The owners, of course, play right along, drooling over the TV revenue instead of worrying about the future. A commissioner might help matters -- the best interests of the game figure to include survival -- but that's another story.

True, the ALCS featured four day games out of six, the better to keep Atlanta in prime time. But the World Series will be played entirely at night, and thank heavens America's Team made it, lest CBS get stuck with Pittsburgh and Toronto.

Now, getting back to baseball.

The best two teams made this thing, despite gallant efforts by the underdog Pirates and Oakland A's that -- would you believe it? -- made for great TV. Indeed, another long series is possible, so evenly matched are the Blue Jays and Braves.

The temptation is to pick Toronto now that manager Cito Gaston will return to a four-man rotation and keep his starters on the standard four days' rest. But the suspicion is that Atlanta is hungrier coming off last year's bitter series defeat.

Toronto obviously doesn't lack for motivation -- its players wear "3-for-3" T-shirts to signify the goal of winning division, league and world titles. But in winning the pennant, the Blue Jays just cleared their biggest obstacle. This is their first series appearance. It will show.

In fact, the emotional energy expended by both teams in the LCS could result in a situation very much like 1986, when the New York Metsand Boston Red Sox looked flat for several games, then suddenly recharged to produce a memorable series.

So, why Atlanta?

First, because of the home-field advantage. It's no small thing in the series, with the designated hitter used only in the AL park. Gaston wants Dave Winfield's bat in the lineup all seven games. But if that happens, his club will suffer defensively.

Against left-handers Tom Glavine and Steve Avery, Gaston figures to bench first baseman John Olerud, with Joe Carter moving to first and Winfield to right. That would give the Blue Jays an all-right-handed lineup, but hurt them at two positions.

Carter played only four games at first this season, and looked shaky there in Game 4 of the ALCS. Winfield, meanwhile, played only 26 games in right.

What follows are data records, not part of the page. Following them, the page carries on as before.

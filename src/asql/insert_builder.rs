// Copyright Polysql, Inc. All rights reserved.
//
// Use of this software is governed by the Business Source License
// included in the LICENSE file at the root of this repository.
//
// As of the Change Date specified in that file, in accordance with
// the Business Source License, use of this software will be governed
// by the Apache License, Version 2.0.

use std::sync::Arc;

use uuid::Uuid;

use crate::database_error::DatabaseError;
use crate::sql::SQLParam;
use crate::sql::connect::{ConnectionManager, DatabaseConnection};
use crate::sql::dialect::Dialect;
use crate::sql::expression_builder::ExpressionBuilder;
use crate::sql::insert::{Insert, Returning};
use crate::sql::physical_table::PhysicalTable;
use crate::transform::encoder::EncodingContext;
use crate::transform::insert_transformer::to_insert;

use super::executor::{self, ConnectionHandle, InsertResult};
use super::listener::InsertListener;
use super::value::ValueSet;

/// What an insert targets: a table with column metadata, or a bare table name
/// for raw inserts.
#[derive(Debug)]
pub enum InsertTarget<'a> {
    Table(&'a PhysicalTable),
    Raw(String),
}

impl<'a> InsertTarget<'a> {
    pub fn name(&self) -> &str {
        match self {
            InsertTarget::Table(table) => &table.name,
            InsertTarget::Raw(name) => name,
        }
    }

    pub(crate) fn metadata(&self) -> Option<&'a PhysicalTable> {
        match self {
            InsertTarget::Table(table) => Some(table),
            InsertTarget::Raw(_) => None,
        }
    }
}

/// Statement descriptor and entry point for one INSERT.
///
/// Owned by one caller for the lifetime of one statement construction; every
/// configuration method consumes and returns the builder, so there is no
/// shared mutation to guard. Statement generation is deterministic for a
/// given descriptor state (UUID synthesis aside, which tests pin through
/// [`with_uuid_source`](Self::with_uuid_source)).
pub struct InsertBuilder<'a> {
    pub(crate) dialect: &'a dyn Dialect,
    pub(crate) target: InsertTarget<'a>,
    pub(crate) columns: Option<Vec<String>>,
    pub(crate) value_sets: Vec<ValueSet>,
    pub(crate) returning: Option<Returning>,
    pub(crate) use_transaction: bool,
    pub(crate) call_listeners: bool,
    pub(crate) update_entity: bool,
    pub(crate) listeners: Vec<Arc<dyn InsertListener>>,
    pub(crate) uuid_source: fn() -> Uuid,
}

impl<'a> InsertBuilder<'a> {
    pub fn for_table(dialect: &'a dyn Dialect, table: &'a PhysicalTable) -> Self {
        Self::new(dialect, InsertTarget::Table(table))
    }

    pub fn for_raw_table(dialect: &'a dyn Dialect, table_name: impl Into<String>) -> Self {
        Self::new(dialect, InsertTarget::Raw(table_name.into()))
    }

    fn new(dialect: &'a dyn Dialect, target: InsertTarget<'a>) -> Self {
        Self {
            dialect,
            target,
            columns: None,
            value_sets: vec![],
            returning: None,
            use_transaction: false,
            call_listeners: true,
            update_entity: true,
            listeners: vec![],
            uuid_source: Uuid::new_v4,
        }
    }

    /// Restrict the insert to exactly these columns.
    pub fn columns(mut self, columns: impl IntoIterator<Item = impl Into<String>>) -> Self {
        self.columns = Some(columns.into_iter().map(Into::into).collect());
        self
    }

    /// Add one record to insert.
    pub fn values(mut self, row: ValueSet) -> Self {
        self.value_sets.push(row);
        self
    }

    /// Add many records to insert; the list is taken as-is, in order.
    pub fn values_from(mut self, rows: impl IntoIterator<Item = ValueSet>) -> Self {
        self.value_sets.extend(rows);
        self
    }

    /// Request the given columns back from the inserted rows. Fails right
    /// here when the dialect cannot express a returning clause, not at
    /// execute time.
    pub fn returning(
        mut self,
        columns: impl IntoIterator<Item = impl Into<String>>,
    ) -> Result<Self, DatabaseError> {
        self.check_returning_supported()?;
        self.returning = Some(Returning::Columns(
            columns.into_iter().map(Into::into).collect(),
        ));
        Ok(self)
    }

    /// Request a raw returning expression, emitted verbatim.
    pub fn returning_raw(mut self, expression: impl Into<String>) -> Result<Self, DatabaseError> {
        self.check_returning_supported()?;
        self.returning = Some(Returning::Raw(expression.into()));
        Ok(self)
    }

    fn check_returning_supported(&self) -> Result<(), DatabaseError> {
        if self.dialect.supports_returning() {
            Ok(())
        } else {
            Err(DatabaseError::ReturningNotSupported(self.dialect.family()))
        }
    }

    /// Run the insert inside a transaction (started by the executor unless
    /// one is already active on the connection).
    pub fn use_transaction(mut self, use_transaction: bool) -> Self {
        self.use_transaction = use_transaction;
        self
    }

    /// Notify registered listeners before and after the insert.
    pub fn call_listeners(mut self, call_listeners: bool) -> Self {
        self.call_listeners = call_listeners;
        self
    }

    /// Rehydrate the input records from returned rows after execution.
    pub fn update_entity(mut self, update_entity: bool) -> Self {
        self.update_entity = update_entity;
        self
    }

    pub fn add_listener(mut self, listener: Arc<dyn InsertListener>) -> Self {
        self.listeners.push(listener);
        self
    }

    /// Replace the UUID source used for client-side key synthesis. Tests use
    /// this to make generation deterministic.
    pub fn with_uuid_source(mut self, uuid_source: fn() -> Uuid) -> Self {
        self.uuid_source = uuid_source;
        self
    }

    /// The normalized, non-empty list of records to insert. Insertion cannot
    /// proceed without at least one; this check runs before SQL generation
    /// and before execution.
    pub(crate) fn resolved_value_sets(&self) -> Result<&[ValueSet], DatabaseError> {
        if self.value_sets.is_empty() {
            Err(DatabaseError::MissingValues)
        } else {
            Ok(&self.value_sets)
        }
    }

    pub(crate) fn build_insert(
        &self,
        returning: Option<&Returning>,
    ) -> Result<Insert, DatabaseError> {
        let value_sets = self.resolved_value_sets()?;
        let ctx = EncodingContext {
            dialect: self.dialect,
            metadata: self.target.metadata(),
            uuid_source: self.uuid_source,
        };
        to_insert(
            &ctx,
            self.target.name(),
            self.columns.as_deref(),
            value_sets,
            returning,
        )
    }

    /// The statement along with its ordered parameter table.
    pub fn to_sql(&self) -> Result<(String, Vec<(String, SQLParam)>), DatabaseError> {
        self.build_insert(self.returning.as_ref())
            .map(|insert| insert.to_sql(self.dialect))
    }

    /// The SQL text with placeholders; no parameter substitution.
    pub fn statement(&self) -> Result<String, DatabaseError> {
        self.to_sql().map(|(statement, _)| statement)
    }

    /// Execute against a caller-supplied connection. The connection is never
    /// released by this call.
    pub async fn execute(
        self,
        connection: &mut dyn DatabaseConnection,
    ) -> Result<InsertResult, DatabaseError> {
        executor::execute(self, ConnectionHandle::Supplied(connection)).await
    }

    /// Acquire a connection from the manager, execute, and release it. No
    /// connection is acquired at all when the descriptor has no values.
    pub async fn execute_with_manager(
        self,
        manager: &dyn ConnectionManager,
    ) -> Result<InsertResult, DatabaseError> {
        self.resolved_value_sets()?;
        let connection = manager.get_connection().await?;
        executor::execute(self, ConnectionHandle::Owned(connection)).await
    }
}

Don't look now, but those could be their positions the first two games, with Glavine starting the opener and Avery a candidate for Game 2.

Against right-hander John Smoltz -- the other possibility for Game 2 -- the defensive problem would not be as acute. Olerud would remain in the lineup and Winfield would replace Candy Maldonado in the outfield, with Carter either staying in right or moving to left.

Still, any change this time of year is disruptive; that's why Pittsburgh manager Jim Leyland stuck with his platoon and benched hot-hitting Lloyd McClendon in Game 7 of the NLCS. The Blue Jays ranked fourth in the AL in fielding this season, but made eight errors in the ALCS. This doesn't help.

Indeed, the defensive questions mitigate the most convincing argument for Toronto -- superior starting pitching. Jack Morris, then with Minnesota, was 2-0 with a 1.17 ERA in three starts against Atlanta last October. Now he'll be joined by David Cone, Juan Guzman and Jimmy Key.

Morris and Cone struggled on three days' rest in the ALCS -- further proof of the problems that can result when players are asked to do something to which they are unaccustomed. But if Gaston incorporates the left-handed Key, each of his top three can pitch twice on normal rest.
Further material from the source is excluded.